[Start of section]

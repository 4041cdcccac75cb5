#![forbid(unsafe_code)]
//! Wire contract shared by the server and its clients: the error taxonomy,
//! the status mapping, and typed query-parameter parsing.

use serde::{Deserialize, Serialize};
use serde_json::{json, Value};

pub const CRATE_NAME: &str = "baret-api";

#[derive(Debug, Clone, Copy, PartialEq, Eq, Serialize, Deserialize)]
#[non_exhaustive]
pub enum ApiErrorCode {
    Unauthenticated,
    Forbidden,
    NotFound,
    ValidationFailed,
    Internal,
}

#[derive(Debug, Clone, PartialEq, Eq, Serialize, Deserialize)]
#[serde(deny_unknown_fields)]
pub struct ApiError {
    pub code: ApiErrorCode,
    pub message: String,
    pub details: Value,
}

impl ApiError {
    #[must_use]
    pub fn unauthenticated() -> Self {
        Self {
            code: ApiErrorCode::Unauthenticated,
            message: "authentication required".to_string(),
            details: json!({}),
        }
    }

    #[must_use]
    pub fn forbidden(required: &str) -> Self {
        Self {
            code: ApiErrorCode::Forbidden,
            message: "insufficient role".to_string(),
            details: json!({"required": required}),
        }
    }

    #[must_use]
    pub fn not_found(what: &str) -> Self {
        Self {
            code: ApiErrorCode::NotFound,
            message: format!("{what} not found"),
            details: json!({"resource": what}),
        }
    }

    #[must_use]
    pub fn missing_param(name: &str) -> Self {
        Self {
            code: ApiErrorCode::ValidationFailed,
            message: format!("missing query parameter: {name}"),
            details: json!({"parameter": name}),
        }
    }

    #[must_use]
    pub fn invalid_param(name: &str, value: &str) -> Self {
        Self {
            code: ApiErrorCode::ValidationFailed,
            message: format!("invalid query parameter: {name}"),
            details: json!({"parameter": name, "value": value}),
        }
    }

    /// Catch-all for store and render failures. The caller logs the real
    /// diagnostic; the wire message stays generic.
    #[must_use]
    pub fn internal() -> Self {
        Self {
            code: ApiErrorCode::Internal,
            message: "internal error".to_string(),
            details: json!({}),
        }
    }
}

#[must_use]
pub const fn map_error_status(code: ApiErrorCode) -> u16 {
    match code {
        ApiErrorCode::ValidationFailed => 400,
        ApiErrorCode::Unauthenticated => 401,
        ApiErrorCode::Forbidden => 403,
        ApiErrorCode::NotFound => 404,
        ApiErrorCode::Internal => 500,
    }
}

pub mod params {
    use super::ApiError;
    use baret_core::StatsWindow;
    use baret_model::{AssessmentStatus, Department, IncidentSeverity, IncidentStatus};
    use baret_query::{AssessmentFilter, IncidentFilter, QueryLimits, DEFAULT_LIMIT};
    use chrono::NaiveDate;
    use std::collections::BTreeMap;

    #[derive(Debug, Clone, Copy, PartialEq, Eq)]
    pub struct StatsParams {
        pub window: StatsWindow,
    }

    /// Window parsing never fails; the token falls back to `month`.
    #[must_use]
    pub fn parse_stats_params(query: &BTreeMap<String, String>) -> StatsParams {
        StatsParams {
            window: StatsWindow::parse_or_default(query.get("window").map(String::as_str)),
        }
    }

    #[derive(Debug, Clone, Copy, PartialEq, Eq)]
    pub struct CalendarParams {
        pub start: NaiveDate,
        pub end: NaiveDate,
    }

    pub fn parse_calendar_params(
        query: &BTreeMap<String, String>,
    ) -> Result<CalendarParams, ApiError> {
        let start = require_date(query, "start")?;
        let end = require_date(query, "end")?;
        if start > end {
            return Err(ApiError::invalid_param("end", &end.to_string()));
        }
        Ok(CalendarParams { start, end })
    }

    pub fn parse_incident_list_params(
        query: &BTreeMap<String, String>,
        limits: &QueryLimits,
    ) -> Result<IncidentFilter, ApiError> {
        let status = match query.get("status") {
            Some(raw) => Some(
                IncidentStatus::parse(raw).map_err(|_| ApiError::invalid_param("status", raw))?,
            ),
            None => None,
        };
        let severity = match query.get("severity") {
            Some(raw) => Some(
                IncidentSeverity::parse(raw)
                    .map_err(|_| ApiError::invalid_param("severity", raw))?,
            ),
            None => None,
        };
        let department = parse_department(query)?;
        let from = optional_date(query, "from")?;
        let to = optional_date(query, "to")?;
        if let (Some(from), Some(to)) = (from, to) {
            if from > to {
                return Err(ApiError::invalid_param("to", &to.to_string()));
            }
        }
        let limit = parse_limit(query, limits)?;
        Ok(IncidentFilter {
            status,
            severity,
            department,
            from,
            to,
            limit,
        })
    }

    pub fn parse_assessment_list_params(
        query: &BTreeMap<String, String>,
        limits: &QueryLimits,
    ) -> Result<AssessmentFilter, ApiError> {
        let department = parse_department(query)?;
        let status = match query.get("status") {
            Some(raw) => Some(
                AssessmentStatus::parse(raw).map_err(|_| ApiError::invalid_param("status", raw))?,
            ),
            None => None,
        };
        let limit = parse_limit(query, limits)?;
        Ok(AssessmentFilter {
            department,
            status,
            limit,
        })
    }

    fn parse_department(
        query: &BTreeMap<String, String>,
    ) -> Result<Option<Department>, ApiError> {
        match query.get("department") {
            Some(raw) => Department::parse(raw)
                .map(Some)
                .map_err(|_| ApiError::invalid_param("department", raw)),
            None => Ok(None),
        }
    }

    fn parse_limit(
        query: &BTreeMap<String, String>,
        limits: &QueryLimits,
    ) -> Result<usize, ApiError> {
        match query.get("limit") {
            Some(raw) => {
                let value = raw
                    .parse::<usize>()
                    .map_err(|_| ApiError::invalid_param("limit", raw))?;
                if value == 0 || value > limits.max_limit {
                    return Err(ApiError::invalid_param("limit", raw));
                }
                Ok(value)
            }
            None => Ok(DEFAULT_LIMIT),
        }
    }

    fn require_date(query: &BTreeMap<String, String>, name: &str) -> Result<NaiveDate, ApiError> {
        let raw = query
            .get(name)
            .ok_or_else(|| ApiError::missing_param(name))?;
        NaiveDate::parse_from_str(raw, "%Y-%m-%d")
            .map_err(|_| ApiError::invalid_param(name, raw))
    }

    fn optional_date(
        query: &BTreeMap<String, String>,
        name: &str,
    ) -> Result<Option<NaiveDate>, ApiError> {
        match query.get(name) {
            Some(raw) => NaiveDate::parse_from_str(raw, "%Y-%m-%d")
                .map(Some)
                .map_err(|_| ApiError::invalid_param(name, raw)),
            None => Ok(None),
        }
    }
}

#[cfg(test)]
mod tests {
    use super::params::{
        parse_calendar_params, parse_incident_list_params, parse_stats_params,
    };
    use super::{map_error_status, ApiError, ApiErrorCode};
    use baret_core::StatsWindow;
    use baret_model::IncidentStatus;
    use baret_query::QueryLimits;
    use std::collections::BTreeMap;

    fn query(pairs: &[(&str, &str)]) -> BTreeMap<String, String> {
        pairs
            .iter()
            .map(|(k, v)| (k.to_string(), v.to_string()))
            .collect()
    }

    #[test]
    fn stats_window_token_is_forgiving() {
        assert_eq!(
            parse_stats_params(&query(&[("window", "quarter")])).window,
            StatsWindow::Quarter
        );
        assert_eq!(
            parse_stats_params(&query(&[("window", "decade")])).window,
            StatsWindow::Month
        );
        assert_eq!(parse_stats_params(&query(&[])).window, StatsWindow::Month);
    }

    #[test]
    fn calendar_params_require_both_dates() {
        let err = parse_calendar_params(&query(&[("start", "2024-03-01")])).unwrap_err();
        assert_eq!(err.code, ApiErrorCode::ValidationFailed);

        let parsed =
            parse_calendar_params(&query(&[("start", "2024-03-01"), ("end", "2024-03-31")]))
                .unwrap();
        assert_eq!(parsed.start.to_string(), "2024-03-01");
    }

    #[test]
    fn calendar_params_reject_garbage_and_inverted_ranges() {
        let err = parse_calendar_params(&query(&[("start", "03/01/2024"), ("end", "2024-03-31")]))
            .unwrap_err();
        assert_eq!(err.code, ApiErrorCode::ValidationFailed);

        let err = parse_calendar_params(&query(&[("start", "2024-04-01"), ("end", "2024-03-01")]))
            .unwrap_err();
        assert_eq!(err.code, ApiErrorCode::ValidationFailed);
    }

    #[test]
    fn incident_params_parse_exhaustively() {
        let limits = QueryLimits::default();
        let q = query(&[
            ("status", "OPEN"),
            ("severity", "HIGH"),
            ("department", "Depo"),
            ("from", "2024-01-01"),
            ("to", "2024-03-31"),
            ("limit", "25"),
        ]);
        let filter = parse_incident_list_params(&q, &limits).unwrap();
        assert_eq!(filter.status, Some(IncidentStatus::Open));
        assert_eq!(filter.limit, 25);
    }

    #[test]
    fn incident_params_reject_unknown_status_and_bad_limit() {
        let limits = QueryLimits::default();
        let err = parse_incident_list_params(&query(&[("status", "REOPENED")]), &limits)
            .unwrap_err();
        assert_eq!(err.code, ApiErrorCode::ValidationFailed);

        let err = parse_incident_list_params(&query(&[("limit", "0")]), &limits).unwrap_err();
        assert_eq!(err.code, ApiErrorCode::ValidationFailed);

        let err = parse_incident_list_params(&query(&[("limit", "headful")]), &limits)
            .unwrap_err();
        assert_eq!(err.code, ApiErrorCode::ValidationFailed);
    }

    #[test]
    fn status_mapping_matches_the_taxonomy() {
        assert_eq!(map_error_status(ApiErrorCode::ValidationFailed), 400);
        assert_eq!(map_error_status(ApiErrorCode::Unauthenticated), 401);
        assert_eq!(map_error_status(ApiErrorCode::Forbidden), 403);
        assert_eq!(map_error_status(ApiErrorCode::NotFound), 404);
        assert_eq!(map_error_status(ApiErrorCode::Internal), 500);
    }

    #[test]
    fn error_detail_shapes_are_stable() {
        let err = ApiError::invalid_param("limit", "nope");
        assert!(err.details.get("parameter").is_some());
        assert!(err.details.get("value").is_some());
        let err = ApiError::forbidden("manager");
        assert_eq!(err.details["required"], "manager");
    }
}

[End of section]

WHAT THIS TASK INVOLVES
Count the lines of the material above that contain the word "IncidentStatus", then give only that count.

ANSWER FOR THE TASK
4